Diese einfach als normal hin zu nehmen gilt nicht mehr, dies ist es nämlich nicht. Es handelt sich um einen öffentlichen Anlass für das die halbe Stadt gesperrt wird und tausende ZuschauerInnen in die Stadt strömen. Indem man dort Frauen die Präsenz verbietet, möchte man sie in aus dem öffentlichen Leben verdrängen und perpetuiert eine Rolle, die tatsächlich so das letzte Mal in den 50er Jahren auftauchte, die Frau in der Sphäre des Privaten. Die Frau, die kein Vorbild sein kann sondern die Männer hoch zu Ross bewundern soll. Es wirken dieselben Mechanismen der Diskriminierung wie schon Jahrzehnte zuvor. Wenn die Frauenzünfte sich dagegen wehren, werden sie als hysterisch abgestempelt und damit noch einmal ausgeschlossen. Es steht den Frauenzünften aber zu, an dem Umzug teilzunehmen. Die Frauen sind ein Teil der Gesellschaft und es ist zum kotzen, dass ich das im Jahr 2012 tatsächlich schreiben muss!

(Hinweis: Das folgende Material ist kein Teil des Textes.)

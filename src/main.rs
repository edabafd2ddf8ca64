//! Chamberctl Firmware: Main Entry Point
//!
//! Hexagonal architecture with a fixed-period control loop.
//!
//! ```text
//! ┌────────────────────────────────────────────────────────────────┐
//! │                      Adapters (outer ring)                     │
//! │                                                                │
//! │  HardwareAdapter   LogEventSink   NvsAdapter   Esp32Time       │
//! │  (Sensor+Actuator) (EventSink)    (Mode+Config) (clock)        │
//! │                                                                │
//! │  ──────────────── Port Trait Boundary ───────────────────      │
//! │                                                                │
//! │  ┌────────────────────────────────────────────────────────┐    │
//! │  │            ThermalEngine (pure logic)                  │    │
//! │  │  FSM · FaultMonitor · Hysteresis · Cooldown            │    │
//! │  └────────────────────────────────────────────────────────┘    │
//! │                                                                │
//! │  CommandQueue (embassy-sync) · Tach ISR → PulseCounter         │
//! └────────────────────────────────────────────────────────────────┘
//! ```
#![deny(unused_must_use)]

use anyhow::Result;
use esp_idf_hal::delay::Ets;
use log::{error, info, warn};

use chamberctl::adapters::hardware::HardwareAdapter;
use chamberctl::adapters::log_sink::LogEventSink;
use chamberctl::adapters::nvs::{load_config_or_default, NvsAdapter};
use chamberctl::adapters::time::Esp32TimeAdapter;
use chamberctl::app::commands::CommandQueue;
use chamberctl::app::service::ThermalEngine;
use chamberctl::drivers::dht22::Dht22;
use chamberctl::drivers::ds18b20::Ds18b20Pair;
use chamberctl::drivers::fan::FanActuator;
use chamberctl::drivers::hw_init::{
    self, GpioOutput, LedcChannel, OpenDrainPin, FAN_DUTY_BITS, LEDC_CH_FAN, LEDC_CH_SERVO,
    SERVO_DUTY_BITS,
};
use chamberctl::drivers::onewire::OneWire;
use chamberctl::drivers::vent::{ServoVentMotor, VentActuator, VentTimings};
use chamberctl::pins;
use chamberctl::sensors::tach::FAN_TACH_PULSES;
use chamberctl::sensors::SensorHub;

/// Control loop period.  Every deadline is checked against the monotonic
/// clock, so jitter here only delays transitions, it never skips them.
const LOOP_PERIOD_MS: u64 = 50;

/// Commands from the UI and the network task land here and are applied at
/// the next tick boundary.
static COMMANDS: CommandQueue = CommandQueue::new();

fn main() -> Result<()> {
    // ── 1. ESP-IDF bootstrap ──────────────────────────────────
    esp_idf_svc::sys::link_patches();
    esp_idf_logger::init()?;

    info!("╔══════════════════════════════════════╗");
    info!("║  Chamberctl v{}                      ║", env!("CARGO_PKG_VERSION"));
    info!("╚══════════════════════════════════════╝");

    // ── 2. Peripherals ────────────────────────────────────────
    if let Err(e) = hw_init::init_peripherals() {
        // Without PWM neither actuator can be driven safely.
        error!("HAL init failed: {}, halting", e);
        return Err(anyhow::anyhow!("peripheral init failed: {}", e));
    }
    if let Err(e) = hw_init::init_isr_service() {
        warn!("ISR service init failed: {}; fan RPM unavailable", e);
    }

    // ── 3. Storage + config ───────────────────────────────────
    let mut nvs = NvsAdapter::new().map_err(|e| anyhow::anyhow!("NVS init failed: {}", e))?;
    let config = load_config_or_default(&nvs);

    // ── 4. Drivers ────────────────────────────────────────────
    let probes = Ds18b20Pair::discover(OneWire::new(OpenDrainPin(pins::ONEWIRE_GPIO)), Ets);
    let ambient = Dht22::new(
        OpenDrainPin(pins::AMBIENT_DHT_GPIO),
        Ets,
        Esp32TimeAdapter::new(),
    );
    let sensor_hub = SensorHub::new(probes, ambient, &FAN_TACH_PULSES, &config);

    let vent = VentActuator::new(
        ServoVentMotor::new(LedcChannel::new(LEDC_CH_SERVO, SERVO_DUTY_BITS)),
        VentTimings::from_config(&config),
    );
    let fan = FanActuator::new(
        LedcChannel::new(LEDC_CH_FAN, FAN_DUTY_BITS),
        GpioOutput(pins::FAN_POWER_GPIO),
        config.fan_min_duty,
    );

    let mut hw = HardwareAdapter::new(sensor_hub, vent, fan);
    let mut log_sink = LogEventSink::new();
    let clock = Esp32TimeAdapter::new();

    // ── 5. Engine ─────────────────────────────────────────────
    let mut engine = ThermalEngine::new(config, &COMMANDS);
    engine.start(&mut hw, &nvs, &mut log_sink, clock.uptime_ms());

    info!("System ready. Entering control loop.");

    // ── 6. Control loop ───────────────────────────────────────
    loop {
        let started = clock.uptime_ms();
        engine.tick(&mut hw, &mut nvs, &mut log_sink, started);

        let elapsed = clock.uptime_ms().saturating_sub(started);
        std::thread::sleep(std::time::Duration::from_millis(
            LOOP_PERIOD_MS.saturating_sub(elapsed),
        ));
    }
}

Die Frauenzunft "Gesellschaft zu Fraumünster" am Umzug 2011

1 Kommentar:

  1. Schreiben an den Präsidenten der Zürcher Zünfte, zum kopieren oder als Inspiration

    Lieber Zünftepräsident

    Ich habe gehofft, dass es nicht nötig sein wird Ihnen zu schreiben, weil sich die Traditionen doch auch verändern und erweitern könnten, aber nach diesem Rückschritt bleibt mir nichts anderes übrig. Ich halte den erneuten Ausschluss der Frauenzunft für sexistisch, es ist ein böses Wort, aber es ist schliesslich auch eine böse Sache. Personen nur aufgrund ihres Geschlechtes von einem öffentlichen Anlass auszuschliessen ist sexistisch. Weshalb es mich besonders stört ist, weil damit den Frauen das Recht auf ein Sein im öffentlichen Raum abgesprochen wird. Sie werden damit zum anderen Geschlecht gemacht und ihnen bleibt nur der Raum des Privaten übrig. Ich finde das sehr schade, da gerade so ein Anlass, bei dem viele Kinder zuschauen eine Möglichkeit wäre, den Mädchen die Zünfte durch weibliche Vorbilder, die sie bewundern und zu denen sie aufschauen können zu zeigen. Ich muss leider sagen, dass ihre Entscheidung grosses Unbehagen und auch Entsetzen in mir ausgelöst hat. Ich finde ist nicht normal, darüber im Jahr 2012 überhaupt diskutieren zu müssen. Ich hoffe sehr, dass sich dies bald ändern wird, da ich so in dieser Form mit dem Sechseläuten nichts mehr zu tun haben möchte und schon gar keine Freude daran habe.